[Stored entries]
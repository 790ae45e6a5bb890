//! Erlay - automatic layered layout for entity-relationship diagrams.
//!
//! Given entities (each with an ordered field list) and field-level
//! relationships without coordinates, Erlay assigns every entity a
//! horizontal layer, orders entities within each layer, orders each
//! entity's fields, and computes box coordinates. Directly related entities
//! never share a layer, the left-hand side of a relationship is laid out to
//! the left of its right-hand side, and edge crossings are kept low.
//!
//! Layout is a pure function of its input: nothing is cached between calls
//! and the caller's entities are never mutated.
//!
//! # Examples
//!
//! ```
//! use erlay::{
//!     LayoutBuilder,
//!     schema::{Cardinality, Endpoint, Entity, Field, Relationship},
//! };
//!
//! let entities = vec![
//!     Entity::new("users", vec![Field::new("id", "int").with_primary_key(true)]),
//!     Entity::new(
//!         "posts",
//!         vec![
//!             Field::new("id", "int").with_primary_key(true),
//!             Field::new("authorId", "int").with_foreign_key(true),
//!         ],
//!     ),
//! ];
//! let relationships = vec![Relationship::new(
//!     Endpoint::new("posts", "authorId"),
//!     Endpoint::new("users", "id"),
//!     Cardinality::ManyToOne,
//! )];
//!
//! let layout = LayoutBuilder::default()
//!     .layout(&entities, &relationships)
//!     .expect("valid schema");
//!
//! assert_eq!(layout.layer_of("posts"), Some(0));
//! assert_eq!(layout.layer_of("users"), Some(1));
//! ```

pub mod config;
mod error;
pub mod layout;
mod logger;

pub use erlay_core::{geometry, schema};
pub use error::ErlayError;
pub use layout::{Layout, RefinementReport};
pub use logger::LayoutLogger;

use log::Log;

use config::AppConfig;
use layout::{EngineBuilder, graph::RelationGraphBuilder};
use schema::{Entity, Relationship};

/// Builder for laying out entity-relationship diagrams.
///
/// The builder only holds configuration and a logging handle, so one
/// builder can serve any number of layouts, from any number of threads.
///
/// # Examples
///
/// ```
/// use erlay::{LayoutBuilder, config::AppConfig};
///
/// let builder = LayoutBuilder::new(AppConfig::default());
/// let layout = builder.layout(&[], &[]).expect("empty schema");
/// assert_eq!(layout.layer_count(), 0);
/// ```
#[derive(Debug, Clone)]
pub struct LayoutBuilder<'l> {
    config: AppConfig,
    logger: LayoutLogger<'l>,
}

impl Default for LayoutBuilder<'static> {
    fn default() -> Self {
        Self::new(AppConfig::default())
    }
}

impl LayoutBuilder<'static> {
    /// Create a new layout builder with the given configuration.
    ///
    /// Records go to the logger installed in the `log` facade.
    pub fn new(config: AppConfig) -> Self {
        Self {
            config,
            logger: LayoutLogger::global(),
        }
    }
}

impl<'l> LayoutBuilder<'l> {
    /// Send log records to `sink` instead of the global logger.
    pub fn with_logger<'m>(self, sink: &'m dyn Log) -> LayoutBuilder<'m> {
        LayoutBuilder {
            config: self.config,
            logger: LayoutLogger::new(sink),
        }
    }

    pub fn config(&self) -> &AppConfig {
        &self.config
    }

    /// Lay out `entities` connected by `relationships`.
    ///
    /// Relationships naming an entity that is not in `entities` are ignored.
    /// Cycles are resolved, never reported.
    ///
    /// # Errors
    ///
    /// Returns [`ErlayError::Config`] if the spacing configuration is
    /// invalid and [`ErlayError::DuplicateEntity`] if two entities share a
    /// name.
    pub fn layout(
        &self,
        entities: &[Entity],
        relationships: &[Relationship],
    ) -> Result<Layout, ErlayError> {
        self.config.validate()?;

        let logger = self.logger;
        logger.info(format_args!(
            "laying out {} entities with {} relationships",
            entities.len(),
            relationships.len()
        ));

        let graph = RelationGraphBuilder::new(logger).build(entities, relationships)?;

        let output = EngineBuilder::new(logger)
            .with_layout_config(self.config.layout())
            .with_spacing(self.config.spacing().clone())
            .build(&graph);

        let layout = Layout::new(&graph, output, self.config.spacing().clone());

        logger.info(format_args!(
            "layout finished: {} layers, {} crossings",
            layout.layer_count(),
            layout.refinement().final_crossings()
        ));

        Ok(layout)
    }
}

# Exercise directions
Give back precisely the lines above that start at the line containing "mod logger;" and end at the line containing "Records go to", inclusive. No other lines belong in the output.

# Response to the exercise
mod logger;

pub use erlay_core::{geometry, schema};
pub use error::ErlayError;
pub use layout::{Layout, RefinementReport};
pub use logger::LayoutLogger;

use log::Log;

use config::AppConfig;
use layout::{EngineBuilder, graph::RelationGraphBuilder};
use schema::{Entity, Relationship};

/// Builder for laying out entity-relationship diagrams.
///
/// The builder only holds configuration and a logging handle, so one
/// builder can serve any number of layouts, from any number of threads.
///
/// # Examples
///
/// ```
/// use erlay::{LayoutBuilder, config::AppConfig};
///
/// let builder = LayoutBuilder::new(AppConfig::default());
/// let layout = builder.layout(&[], &[]).expect("empty schema");
/// assert_eq!(layout.layer_count(), 0);
/// ```
#[derive(Debug, Clone)]
pub struct LayoutBuilder<'l> {
    config: AppConfig,
    logger: LayoutLogger<'l>,
}

impl Default for LayoutBuilder<'static> {
    fn default() -> Self {
        Self::new(AppConfig::default())
    }
}

impl LayoutBuilder<'static> {
    /// Create a new layout builder with the given configuration.
    ///
    /// Records go to the logger installed in the `log` facade.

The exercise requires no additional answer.